Chi Huan membuka mulutnya untuk mengatakan sesuatu, tetapi seperti ada yang menghalangi tenggorokannya. Setelah beberapa saat, Chi Huan menundukkan kepalanya, "Hari ini aku tidak ingin keluar. Pergilah."

Apakah dia ingin bersikap acuh kepadaku? batin Mo Xigu. Akhir-akhir ini, Chi Huan tidak mencarinya. Chi Huan juga tidak mengirim pesan maupun menelepon. Sekarang, ketika ia berinisiatif mencari Chi Huan, gadis itu tidak antusias dan bahkan tidak mau diajak makan bersama.

"Chi Huan, apakah kamu masih marah?" tanya Mo Xigu.

Chi Huan mendongakkan wajah dan menatapnya. "Aku akan mencarimu besok."

Mo Xigu menatapnya sejenak dan berkata, "Baiklah. Kalau begitu, aku pulang dulu. Jangan menunda makan."

"Aku akan mengantarkanmu turun," kata Chi Huan sambil tersenyum.

Mereka berdua berjalan bersama keluar dari pintu. Saat sampai di lantai bawah apartemen, matahari sudah benar-benar terbenam dan langit sudah gelap.

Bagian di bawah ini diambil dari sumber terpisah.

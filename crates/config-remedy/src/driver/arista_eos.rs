//! Arista EOS driver

use std::sync::Arc;

use crate::error::Result;
use crate::matcher::MatchRule;
use crate::rules::{
    DriverRules, IdempotentCommandsRule, NegationDefaultWhenRule, PerLineSubRule,
    SectionalExitingRule,
};

use super::{Driver, Platform, PlatformHooks};

#[derive(Debug)]
struct AristaEos;

impl PlatformHooks for AristaEos {
    fn platform(&self) -> Platform {
        Platform::AristaEos
    }
}

pub(super) fn driver() -> Result<Driver> {
    let rules = DriverRules {
        sectional_exiting: vec![
            SectionalExitingRule {
                match_rules: vec![
                    MatchRule::startswith("router bgp"),
                    MatchRule::startswith("template peer-policy"),
                ],
                exit_text: "exit-peer-policy".to_string(),
            },
            SectionalExitingRule {
                match_rules: vec![
                    MatchRule::startswith("router bgp"),
                    MatchRule::startswith("template peer-session"),
                ],
                exit_text: "exit-peer-session".to_string(),
            },
            SectionalExitingRule {
                match_rules: vec![
                    MatchRule::startswith("router bgp"),
                    MatchRule::startswith("address-family"),
                ],
                exit_text: "exit-address-family".to_string(),
            },
        ],
        per_line_sub: vec![
            PerLineSubRule::new("^Building configuration.*", "")?,
            PerLineSubRule::new("^Current configuration.*", "")?,
            PerLineSubRule::new("^! Last configuration change.*", "")?,
            PerLineSubRule::new("^! NVRAM config last updated.*", "")?,
            PerLineSubRule::new("^ntp clock-period .*", "")?,
            PerLineSubRule::new("^version.*", "")?,
            PerLineSubRule::new("^ logging event link-status$", "")?,
            PerLineSubRule::new("^ logging event subif-link-status$", "")?,
            PerLineSubRule::new("^\\s*ipv6 unreachables disable$", "")?,
            PerLineSubRule::new("^end$", "")?,
            PerLineSubRule::new("^\\s*[#!].*", "")?,
            PerLineSubRule::new("^ no ip address", "")?,
            PerLineSubRule::new("^ exit-peer-policy", "")?,
            PerLineSubRule::new("^ exit-peer-session", "")?,
            PerLineSubRule::new("^ exit-address-family", "")?,
        ],
        idempotent_commands: vec![
            IdempotentCommandsRule {
                match_rules: vec![MatchRule::startswith("hostname")],
            },
            IdempotentCommandsRule {
                match_rules: vec![MatchRule::startswith("logging source-interface")],
            },
            IdempotentCommandsRule {
                match_rules: vec![
                    MatchRule::startswith("interface"),
                    MatchRule::startswith("ip address"),
                ],
            },
            IdempotentCommandsRule {
                match_rules: vec![
                    MatchRule::startswith("line vty"),
                    MatchRule::startswith("transport input"),
                ],
            },
            IdempotentCommandsRule {
                match_rules: vec![
                    MatchRule::startswith("line vty"),
                    MatchRule::startswith("access-class"),
                ],
            },
            IdempotentCommandsRule {
                match_rules: vec![
                    MatchRule::startswith("line vty"),
                    MatchRule::startswith("ipv6 access-class"),
                ],
            },
            IdempotentCommandsRule {
                match_rules: vec![
                    MatchRule::startswith("interface"),
                    MatchRule::re_search("standby \\d+ (priority|authentication md5)")?,
                ],
            },
            IdempotentCommandsRule {
                match_rules: vec![
                    MatchRule::startswith("router bgp"),
                    MatchRule::startswith("bgp router-id"),
                ],
            },
            IdempotentCommandsRule {
                match_rules: vec![
                    MatchRule::startswith("router ospf"),
                    MatchRule::startswith("router-id"),
                ],
            },
            IdempotentCommandsRule {
                match_rules: vec![
                    MatchRule::startswith("router ospf"),
                    MatchRule::startswith("max-lsa"),
                ],
            },
            IdempotentCommandsRule {
                match_rules: vec![
                    MatchRule::startswith("router ospf"),
                    MatchRule::startswith("maximum-paths"),
                ],
            },
            IdempotentCommandsRule {
                match_rules: vec![
                    MatchRule::startswith("ipv6 router ospf"),
                    MatchRule::startswith("router-id"),
                ],
            },
            IdempotentCommandsRule {
                match_rules: vec![
                    MatchRule::startswith("router ospf"),
                    MatchRule::startswith("log-adjacency-changes"),
                ],
            },
            IdempotentCommandsRule {
                match_rules: vec![
                    MatchRule::startswith("ipv6 router ospf"),
                    MatchRule::startswith("log-adjacency-changes"),
                ],
            },
            IdempotentCommandsRule {
                match_rules: vec![
                    MatchRule::startswith("router bgp"),
                    MatchRule::re_search("neighbor \\S+ description")?,
                ],
            },
            IdempotentCommandsRule {
                match_rules: vec![MatchRule::startswith("snmp-server community")],
            },
            IdempotentCommandsRule {
                match_rules: vec![MatchRule::startswith("snmp-server location")],
            },
            IdempotentCommandsRule {
                match_rules: vec![
                    MatchRule::equals("line con 0"),
                    MatchRule::startswith("exec-timeout"),
                ],
            },
            IdempotentCommandsRule {
                match_rules: vec![
                    MatchRule::startswith("interface"),
                    MatchRule::startswith("ip ospf message-digest-key"),
                ],
            },
            IdempotentCommandsRule {
                match_rules: vec![MatchRule::startswith("logging buffered")],
            },
            IdempotentCommandsRule {
                match_rules: vec![MatchRule::startswith("tacacs-server key")],
            },
            IdempotentCommandsRule {
                match_rules: vec![MatchRule::startswith("logging facility")],
            },
            IdempotentCommandsRule {
                match_rules: vec![MatchRule::startswith("vlan internal allocation policy")],
            },
            IdempotentCommandsRule {
                match_rules: vec![MatchRule::startswith("username admin")],
            },
            IdempotentCommandsRule {
                match_rules: vec![MatchRule::startswith("snmp-server user")],
            },
            IdempotentCommandsRule {
                match_rules: vec![MatchRule::startswith("banner")],
            },
            IdempotentCommandsRule {
                match_rules: vec![MatchRule::startswith("ntp source")],
            },
            IdempotentCommandsRule {
                match_rules: vec![
                    MatchRule::startswith("management"),
                    MatchRule::startswith("idle-timeout"),
                ],
            },
            IdempotentCommandsRule {
                match_rules: vec![MatchRule::startswith(
                    "aaa authentication enable default group tacacs+",
                )],
            },
            IdempotentCommandsRule {
                match_rules: vec![
                    MatchRule::equals("control-plane"),
                    MatchRule::equals("ip access-group CPP in"),
                ],
            },
            IdempotentCommandsRule {
                match_rules: vec![
                    MatchRule::startswith("interface"),
                    MatchRule::startswith("mtu"),
                ],
            },
            IdempotentCommandsRule {
                match_rules: vec![MatchRule::startswith("snmp-server source-interface")],
            },
            IdempotentCommandsRule {
                match_rules: vec![MatchRule::startswith("ip tftp client source-interface")],
            },
        ],
        negation_default_when: vec![NegationDefaultWhenRule {
            match_rules: vec![
                MatchRule::startswith("interface"),
                MatchRule::equals("logging event link-status"),
            ],
        }],
        ..DriverRules::default()
    };
    Ok(Driver::new(rules, Arc::new(AristaEos)))
}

Chi Huan terus menatap Mo Xigu yang sedang membuka pintu kursi kemudi, lalu ia berkata, "Hati-hati di jalan. Sampai jumpa."

Saat Chi Huan mulai melangkah mundur, tiba-tiba ia melihat Mo Xigu berbalik menghadap ke arahnya dan berniat menciumnya lagi. Namun, saat itu Chi Huan tidak bersedia dicium. Ia langsung memalingkan wajahnya, sehingga ciuman pria itu jatuh di pipinya.

Akhirnya, Mo Xigu mengangkat tangan dan mengusap kepala Chi Huan. "Sampai jumpa besok."

"Sampai jumpa besok," kata Chi Huan sambil tersenyum.

Setelah itu, Mo Xigu kembali masuk ke mobilnya. Mobil itu segera melaju pergi hingga menghilang dari pandangan Chi Huan. Saat itulah, senyum di wajah Chi Huan perlahan menghilang dan ia pun memegang kepalanya sambil berjongkok.